Quanto ao título do romance, é de se perceber que “Misericórdia” não só aponta para a condição geriátrica, mas para toda a condição humana que, ao fim e ao cabo, nada tem de “paradisíaca”. Sem o uso do ponto de exclamação, a escritora, livrando-se do que seria um prosaico pedido de clemência, ancora os sentidos mais substantivos da palavra “misericórdia”: “com-paixão”, empatia, solidariedade. Não por acaso, a personagem de Maria Alberta é inequivocamente uma personagem solidária, empática e atenta, sem que deixe de ser uma metáfora para a memória e de que tenha um perfil agônico. Sim, ela não se entrega, luta com a solidão e as adversidades. Em suas pensativas insônias, é assediada pela fantástica e fabulosa Noite, que a desafia como uma esfinge a dirigir-lhe perguntas essenciais. Na psicologia da obra, este é o antagonismo fundamental na medida em que psicanaliticamente ele habita as profundezas da personagem.

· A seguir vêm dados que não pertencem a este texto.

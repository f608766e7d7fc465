//! Fractal, the GNOME Matrix client.

use matrix_link::{Link, LinkKind};

use crate::client::Client;
use crate::install::InstallLink;
use crate::maturity::Maturity;
use crate::platform::Platform;

/// Fractal descriptor.
pub struct Fractal;

impl Client for Fractal {
    fn id(&self) -> &'static str {
        "org.gnome.Fractal"
    }

    fn name(&self) -> &'static str {
        "Fractal"
    }

    fn description(&self) -> &'static str {
        "A Matrix client for the GNOME desktop"
    }

    fn homepage(&self) -> Option<&'static str> {
        Some("https://gitlab.gnome.org/World/fractal")
    }

    fn author(&self) -> Option<&'static str> {
        Some("GNOME")
    }

    fn maturity(&self) -> Maturity {
        Maturity::Beta
    }

    fn platforms(&self) -> &'static [Platform] {
        &[Platform::Linux]
    }

    fn supports(&self, link: &Link) -> bool {
        matches!(link.kind(), LinkKind::RoomAlias | LinkKind::RoomId)
    }

    fn deep_link(&self, _platform: Platform, _link: &Link) -> Option<String> {
        None
    }

    fn install_links(&self, _platform: Platform) -> Vec<InstallLink> {
        vec![
            InstallLink::flathub("org.gnome.Fractal"),
            InstallLink::website("https://gitlab.gnome.org/World/fractal"),
        ]
    }

    fn link_instructions(&self, _platform: Platform, _link: &Link) -> Option<String> {
        Some(
            "Open Fractal, press the + button, choose Join Room, and paste the identifier."
                .to_string(),
        )
    }

    fn copy_string(&self, _platform: Platform, link: &Link) -> Option<String> {
        Some(link.identifier().to_string())
    }
}
//! Render-agnostic action descriptors.

use crate::install::InstallChannel;
use crate::preferences::PreferenceUpdate;

/// What activating an action does, beyond navigating to its URL.
#[derive(Debug, Clone, Copy, PartialEq, Eq, Hash)]
#[cfg_attr(feature = "serde", derive(serde::Serialize, serde::Deserialize))]
pub enum ActionKind {
    /// Opens the link in a native application
    OpenInApp,
    /// Opens the link in a web deployment of the client
    OpenInWeb,
    /// Navigates to an install channel
    Install(InstallChannel),
}

/// A single renderable instruction: one link or button.
///
/// Activation is modeled as data, not as a callback: each action carries
/// the [`PreferenceUpdate`] the embedding layer should apply to its
/// preference store when the user picks it.
#[derive(Debug, Clone, PartialEq, Eq)]
#[cfg_attr(feature = "serde", derive(serde::Serialize, serde::Deserialize))]
pub struct Action {
    label: String,
    url: String,
    kind: ActionKind,
    primary: bool,
    on_activate: PreferenceUpdate,
}

impl Action {
    /// Creates an action.
    #[must_use]
    pub fn new(
        label: impl Into<String>,
        url: impl Into<String>,
        kind: ActionKind,
        primary: bool,
        on_activate: PreferenceUpdate,
    ) -> Self {
        Self {
            label: label.into(),
            url: url.into(),
            kind,
            primary,
            on_activate,
        }
    }

    /// Returns the label to render.
    #[must_use]
    pub fn label(&self) -> &str {
        &self.label
    }

    /// Returns the URL to navigate to.
    #[must_use]
    pub fn url(&self) -> &str {
        &self.url
    }

    /// Returns the action kind.
    #[must_use]
    pub const fn kind(&self) -> ActionKind {
        self.kind
    }

    /// Returns true for the single most prominent action of a client view.
    #[must_use]
    pub const fn is_primary(&self) -> bool {
        self.primary
    }

    /// Returns the preference update to apply when the user activates
    /// this action.
    #[must_use]
    pub const fn on_activate(&self) -> &PreferenceUpdate {
        &self.on_activate
    }
}
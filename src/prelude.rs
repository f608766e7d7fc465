//! Convenient re-exports for glob imports.
//!
//! ```rust
//! use matrix_link::prelude::*;
//!
//! let link = Link::parse_fragment("#/#rust:matrix.org").unwrap();
//! assert_eq!(link.kind(), LinkKind::RoomAlias);
//! ```

pub use crate::{
    // Core types
    EventId, GroupId, Host, IdentifierKind, Link, LinkArgs, LinkKind, LinkTarget, MatrixId,
    RoomAlias, RoomId, RoomTarget, ServerName, Sigil, UserId,
    // Builder
    LinkBuilder, TargetedLinkBuilder,
    // Errors
    ArgsError, IdentifierError, LinkError, LinkErrorKind, ServerNameError,
    // Constants
    FRAGMENT_PREFIX, MAX_FRAGMENT_LENGTH, MAX_IDENTIFIER_LENGTH, MAX_SERVER_NAME_LENGTH,
};
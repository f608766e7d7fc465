//! Criterion benchmarks for link resolution.

use criterion::{black_box, criterion_group, criterion_main, BenchmarkId, Criterion};

use matrix_link::Link;
use matrix_link_resolve::{resolve, ClientRegistry, Platform, Preferences};

fn bench_resolve(c: &mut Criterion) {
    let registry = ClientRegistry::default();
    let prefs = Preferences::new();

    let mut group = c.benchmark_group("resolve");

    let test_cases = [
        ("alias", "#/#rust:matrix.org"),
        ("user", "#/@alice:example.com"),
        (
            "permalink_with_vias",
            "#/!qporfwt:matrix.org/$event:matrix.org?via=a.org&via=b.org",
        ),
        (
            "with_instance",
            "#/#rust:matrix.org?web-instance[element.io]=develop.element.io",
        ),
    ];

    for (name, fragment) in test_cases {
        let link = Link::parse_fragment(fragment).unwrap();
        let candidates = [Platform::Linux, Platform::DesktopWeb];
        group.bench_with_input(BenchmarkId::new("link", name), &link, |b, link| {
            b.iter(|| resolve(black_box(link), &candidates, &prefs, &registry));
        });
    }

    group.finish();
}

fn bench_detect(c: &mut Criterion) {
    const UA: &str =
        "Mozilla/5.0 (X11; Linux x86_64) AppleWebKit/537.36 Chrome/112.0 Safari/537.36";

    c.bench_function("detect", |b| {
        b.iter(|| Platform::detect(black_box(UA), None));
    });
}

criterion_group!(benches, bench_resolve, bench_detect);
criterion_main!(benches);
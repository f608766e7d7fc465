//! Server name type for the homeserver portion of Matrix identifiers.
//!
//! A server name is `host [ ":" port ]` where host is a DNS name, an IPv4
//! address, or a bracketed IPv6 literal. Server names are compared
//! byte-for-byte, so the original casing is preserved rather than folded.

use std::cmp::Ordering;
use std::fmt;
use std::net::{Ipv4Addr, Ipv6Addr};
use std::str::FromStr;

use crate::constants::{MAX_DNS_DOMAIN_LENGTH, MAX_DNS_LABEL_LENGTH, MAX_SERVER_NAME_LENGTH};
use crate::error::ServerNameError;

/// The host portion of a server name.
#[derive(Debug, Clone, PartialEq, Eq, Hash)]
pub enum Host {
    /// A domain name (e.g., "matrix.org")
    Domain(String),
    /// An IPv4 address (e.g., "192.168.1.1")
    Ipv4(Ipv4Addr),
    /// An IPv6 address (e.g., `::1`)
    Ipv6(Ipv6Addr),
}

/// A validated homeserver name.
///
/// # Examples
///
/// ```
/// use matrix_link::ServerName;
///
/// let server = ServerName::parse("matrix.org").unwrap();
/// assert_eq!(server.host_str(), "matrix.org");
/// assert!(server.port().is_none());
///
/// let server = ServerName::parse("example.com:8448").unwrap();
/// assert_eq!(server.host_str(), "example.com");
/// assert_eq!(server.port(), Some(8448));
/// ```
#[derive(Debug, Clone, PartialEq, Eq, Hash)]
pub struct ServerName {
    host: Host,
    port: Option<u16>,
    /// Original string representation, casing preserved
    normalized: String,
}

impl ServerName {
    /// Parses a server name from a string.
    ///
    /// # Errors
    ///
    /// Returns `ServerNameError` if:
    /// - The input is empty
    /// - The input exceeds 255 characters
    /// - The domain contains invalid characters or labels
    /// - The IP address is malformed
    /// - The port is invalid (not numeric or out of range)
    pub fn parse(input: &str) -> Result<Self, ServerNameError> {
        if input.is_empty() {
            return Err(ServerNameError::Empty);
        }

        if input.len() > MAX_SERVER_NAME_LENGTH {
            return Err(ServerNameError::TooLong {
                max: MAX_SERVER_NAME_LENGTH,
                actual: input.len(),
            });
        }

        // Handle IPv6 literals: [::1]:port
        if input.starts_with('[') {
            return Self::parse_ipv6_literal(input);
        }

        let (host_str, port) = Self::split_host_port(input)?;
        let host = Self::parse_host(host_str)?;
        let normalized = Self::normalize(&host, port);

        Ok(Self {
            host,
            port,
            normalized,
        })
    }

    /// Returns the host portion.
    #[must_use]
    pub const fn host(&self) -> &Host {
        &self.host
    }

    /// Returns the host as a string.
    #[must_use]
    pub fn host_str(&self) -> &str {
        match &self.host {
            Host::Domain(d) => d,
            Host::Ipv4(_) => self.normalized.split(':').next().unwrap_or(&self.normalized),
            Host::Ipv6(_) => {
                let start = self.normalized.find('[').map_or(0, |i| i + 1);
                let end = self.normalized.find(']').unwrap_or(self.normalized.len());
                &self.normalized[start..end]
            }
        }
    }

    /// Returns the port, if specified.
    #[must_use]
    pub const fn port(&self) -> Option<u16> {
        self.port
    }

    /// Returns the normalized string representation.
    #[must_use]
    pub fn as_str(&self) -> &str {
        &self.normalized
    }

    fn split_host_port(input: &str) -> Result<(&str, Option<u16>), ServerNameError> {
        if let Some(colon_idx) = input.rfind(':') {
            let host_part = &input[..colon_idx];
            let port_part = &input[colon_idx + 1..];

            if port_part.is_empty() || !port_part.chars().all(|c| c.is_ascii_digit()) {
                return Err(ServerNameError::InvalidPort {
                    value: port_part.to_string(),
                    reason: "port must be numeric",
                });
            }
            let port: u16 = port_part.parse().map_err(|_| ServerNameError::InvalidPort {
                value: port_part.to_string(),
                reason: "port must be 0-65535",
            })?;
            return Ok((host_part, Some(port)));
        }
        Ok((input, None))
    }

    fn parse_host(host_str: &str) -> Result<Host, ServerNameError> {
        if let Ok(ip) = host_str.parse::<Ipv4Addr>() {
            return Ok(Host::Ipv4(ip));
        }

        Self::validate_domain(host_str)?;
        Ok(Host::Domain(host_str.to_string()))
    }

    fn parse_ipv6_literal(input: &str) -> Result<Self, ServerNameError> {
        let closing_bracket =
            input.find(']').ok_or_else(|| ServerNameError::InvalidIpAddress {
                value: input.to_string(),
                reason: "missing closing bracket for IPv6 literal",
            })?;

        let ipv6_str = &input[1..closing_bracket];
        let ipv6: Ipv6Addr = ipv6_str.parse().map_err(|_| ServerNameError::InvalidIpAddress {
            value: ipv6_str.to_string(),
            reason: "invalid IPv6 address",
        })?;

        let port = if input.len() > closing_bracket + 1 {
            if input.as_bytes().get(closing_bracket + 1) != Some(&b':') {
                return Err(ServerNameError::InvalidPort {
                    value: input[closing_bracket + 1..].to_string(),
                    reason: "expected ':' after IPv6 closing bracket",
                });
            }
            let port_str = &input[closing_bracket + 2..];
            Some(port_str.parse::<u16>().map_err(|_| ServerNameError::InvalidPort {
                value: port_str.to_string(),
                reason: "port must be 0-65535",
            })?)
        } else {
            None
        };

        let normalized = Self::normalize(&Host::Ipv6(ipv6), port);
        Ok(Self {
            host: Host::Ipv6(ipv6),
            port,
            normalized,
        })
    }

    fn validate_domain(domain: &str) -> Result<(), ServerNameError> {
        if domain.is_empty() {
            return Err(ServerNameError::Empty);
        }

        if domain.len() > MAX_DNS_DOMAIN_LENGTH {
            return Err(ServerNameError::InvalidDomain {
                domain: domain.to_string(),
                reason: "domain exceeds 253 character limit",
            });
        }

        for label in domain.split('.') {
            if label.is_empty() {
                return Err(ServerNameError::InvalidDomain {
                    domain: domain.to_string(),
                    reason: "empty label (consecutive dots or leading/trailing dot)",
                });
            }

            if label.len() > MAX_DNS_LABEL_LENGTH {
                return Err(ServerNameError::LabelTooLong {
                    label: label.to_string(),
                    max: MAX_DNS_LABEL_LENGTH,
                    actual: label.len(),
                });
            }

            for (j, c) in label.chars().enumerate() {
                if !c.is_ascii_alphanumeric() && c != '-' {
                    return Err(ServerNameError::InvalidChar {
                        char: c,
                        position: domain.find(label).unwrap_or(0) + j,
                    });
                }
            }

            if label.starts_with('-') || label.ends_with('-') {
                return Err(ServerNameError::InvalidDomain {
                    domain: domain.to_string(),
                    reason: "label cannot start or end with hyphen",
                });
            }
        }

        Ok(())
    }

    fn normalize(host: &Host, port: Option<u16>) -> String {
        let host_str = match host {
            Host::Domain(d) => d.clone(),
            Host::Ipv4(ip) => ip.to_string(),
            Host::Ipv6(ip) => format!("[{ip}]"),
        };

        match port {
            Some(p) => format!("{host_str}:{p}"),
            None => host_str,
        }
    }
}

impl fmt::Display for ServerName {
    fn fmt(&self, f: &mut fmt::Formatter<'_>) -> fmt::Result {
        write!(f, "{}", self.normalized)
    }
}

impl FromStr for ServerName {
    type Err = ServerNameError;

    fn from_str(s: &str) -> Result<Self, Self::Err> {
        Self::parse(s)
    }
}

impl AsRef<str> for ServerName {
    fn as_ref(&self) -> &str {
        &self.normalized
    }
}

impl TryFrom<&str> for ServerName {
    type Error = ServerNameError;

    fn try_from(s: &str) -> Result<Self, Self::Error> {
        Self::parse(s)
    }
}

impl PartialOrd for ServerName {
    fn partial_cmp(&self, other: &Self) -> Option<Ordering> {
        Some(self.cmp(other))
    }
}

impl Ord for ServerName {
    fn cmp(&self, other: &Self) -> Ordering {
        self.normalized.cmp(&other.normalized)
    }
}

#[cfg(feature = "serde")]
impl serde::Serialize for ServerName {
    fn serialize<S>(&self, serializer: S) -> Result<S::Ok, S::Error>
    where
        S: serde::Serializer,
    {
        serializer.serialize_str(&self.normalized)
    }
}

#[cfg(feature = "serde")]
impl<'de> serde::Deserialize<'de> for ServerName {
    fn deserialize<D>(deserializer: D) -> Result<Self, D::Error>
    where
        D: serde::Deserializer<'de>,
    {
        let s = String::deserialize(deserializer)?;
        Self::parse(&s).map_err(serde::de::Error::custom)
    }
}
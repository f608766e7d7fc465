//! The fixed collection of known clients.

use matrix_link::Link;

use crate::client::Client;
use crate::clients;

/// A read-only, ordered collection of client descriptors.
///
/// Constructed once at startup. The order is the display order: stable
/// clients first, then beta, then alpha, alphabetical within a grade.
///
/// # Examples
///
/// ```
/// use matrix_link_resolve::ClientRegistry;
///
/// let registry = ClientRegistry::default();
/// assert!(registry.get("element.io").is_some());
/// assert!(registry.get("no-such-client").is_none());
/// ```
pub struct ClientRegistry {
    clients: Vec<Box<dyn Client>>,
}

impl ClientRegistry {
    /// Creates a registry from an explicit client list.
    #[must_use]
    pub fn new(clients: Vec<Box<dyn Client>>) -> Self {
        Self { clients }
    }

    /// Returns the client with the given ID, if registered.
    #[must_use]
    pub fn get(&self, id: &str) -> Option<&dyn Client> {
        self.iter().find(|c| c.id() == id)
    }

    /// Iterates the clients in display order.
    pub fn iter(&self) -> impl Iterator<Item = &dyn Client> {
        self.clients.iter().map(|c| &**c)
    }

    /// Returns the clients able to address the given link, in display
    /// order.
    #[must_use]
    pub fn supporting(&self, link: &Link) -> Vec<&dyn Client> {
        self.iter().filter(|c| c.supports(link)).collect()
    }

    /// Returns the number of registered clients.
    #[must_use]
    pub fn len(&self) -> usize {
        self.clients.len()
    }

    /// Returns true if no clients are registered.
    #[must_use]
    pub fn is_empty(&self) -> bool {
        self.clients.is_empty()
    }
}

impl Default for ClientRegistry {
    fn default() -> Self {
        Self::new(clients::all())
    }
}

#[cfg(test)]
mod tests {
    use super::*;
    use matrix_link::Link;

    #[test]
    fn default_registry_has_all_clients() {
        let registry = ClientRegistry::default();
        assert_eq!(registry.len(), 15);
    }

    #[test]
    fn ids_are_unique() {
        let registry = ClientRegistry::default();
        let mut ids: Vec<_> = registry.iter().map(Client::id).collect();
        ids.sort_unstable();
        let before = ids.len();
        ids.dedup();
        assert_eq!(ids.len(), before);
    }

    #[test]
    fn every_client_claims_a_platform() {
        let registry = ClientRegistry::default();
        for client in registry.iter() {
            assert!(
                !client.platforms().is_empty(),
                "{} claims no platforms",
                client.id()
            );
        }
    }

    #[test]
    fn supporting_filters_by_capability() {
        let registry = ClientRegistry::default();
        let group = Link::parse_fragment("#/+group:example.org").unwrap();
        for client in registry.supporting(&group) {
            assert!(client.supports(&group));
        }
    }

    #[test]
    fn stable_clients_lead_the_order() {
        let registry = ClientRegistry::default();
        let maturities: Vec<_> = registry.iter().map(Client::maturity).collect();
        let mut sorted = maturities.clone();
        sorted.sort_by(|a, b| b.cmp(a));
        assert_eq!(maturities, sorted, "registry order must be maturity-descending");
    }
}
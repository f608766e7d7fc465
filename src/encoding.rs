//! Percent-encoding helpers shared by the grammar and the query parser.

use crate::error::ArgsError;

/// Returns true if the character is left untouched by the WHATWG `encodeURI`
/// algorithm: ASCII alphanumerics plus the reserved and unreserved marks.
///
/// An identifier is syntactically acceptable only if it consists entirely of
/// such characters, i.e. encoding it again would be a no-op. Anything else
/// (whitespace, `%`, control characters, non-ASCII) means the identifier was
/// pasted unescaped or truncated mid-escape.
pub(crate) const fn is_uri_transparent_char(c: char) -> bool {
    c.is_ascii_alphanumeric()
        || matches!(
            c,
            ';' | ','
                | '/'
                | '?'
                | ':'
                | '@'
                | '&'
                | '='
                | '+'
                | '$'
                | '-'
                | '_'
                | '.'
                | '!'
                | '~'
                | '*'
                | '\''
                | '('
                | ')'
                | '#'
        )
}

/// Returns the first character that would be altered by `encodeURI`, if any.
pub(crate) fn find_opaque_char(input: &str) -> Option<(usize, char)> {
    input
        .chars()
        .enumerate()
        .find(|&(_, c)| !is_uri_transparent_char(c))
}

/// Decodes `%XX` escapes in a query component, interpreting the result as
/// UTF-8. Characters outside escapes pass through unchanged.
pub(crate) fn percent_decode(value: &str) -> Result<String, ArgsError> {
    let mut bytes = Vec::with_capacity(value.len());
    let mut chars = value.chars();

    while let Some(c) = chars.next() {
        if c == '%' {
            let hex: String = chars.by_ref().take(2).collect();
            if hex.len() != 2 {
                return Err(ArgsError::InvalidPercentEncoding {
                    value: value.to_string(),
                });
            }
            let byte = u8::from_str_radix(&hex, 16).map_err(|_| {
                ArgsError::InvalidPercentEncoding {
                    value: value.to_string(),
                }
            })?;
            bytes.push(byte);
        } else {
            let mut buf = [0u8; 4];
            bytes.extend_from_slice(c.encode_utf8(&mut buf).as_bytes());
        }
    }

    String::from_utf8(bytes).map_err(|_| ArgsError::InvalidPercentEncoding {
        value: value.to_string(),
    })
}

/// Encodes a query component the way `encodeURIComponent` does: ASCII
/// alphanumerics and `-_.!~*'()` pass through, everything else becomes
/// UTF-8 `%XX` escapes.
pub(crate) fn percent_encode(value: &str) -> String {
    let mut out = String::with_capacity(value.len());
    for c in value.chars() {
        if c.is_ascii_alphanumeric() || matches!(c, '-' | '_' | '.' | '!' | '~' | '*' | '\'' | '(' | ')') {
            out.push(c);
        } else {
            let mut buf = [0u8; 4];
            for byte in c.encode_utf8(&mut buf).as_bytes() {
                out.push('%');
                out.push_str(&format!("{byte:02X}"));
            }
        }
    }
    out
}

Longe da nostálgica monotonia que o tema da velhice poderia ensejar, “Misericórdia”, por força do espírito irreverente de sua protagonista, passa ao largo de tal cilada e se ilumina como um grande e fragmentado painel de inquietação, no qual se desenham subtemas como a importunação sexual, o amor entre velhos, as relações de poder, o papel da amizade, os preconceitos, a precariedade do trabalho,  a exaltação da beleza e da vida simples, sem falar que, de um modo implícito e transversal, há toda uma reflexão sobre a força da expressão literária. É essa diversidade, tão lúdica quanto existencial, que nos surge pelo prisma da protagonista e que faz com que o volumoso romance seja atravessado com crescente volúpia de leitura.

Com “Misericórdia”, Lídia Jorge estimula-nos a “recusar o lamento” e a “triunfar sobre a reclusão”. No Hotel Paraíso, tudo seria “insuportável”, diz a protagonista, se “[…] o lugar do exílio não se transformasse por vezes em recreio de crianças, escola, circo, teatro, bordel e manicômio […]”. Enfim,  mais que nos embaraços da idade avançada, estamos em pleno embaraço da própria vida.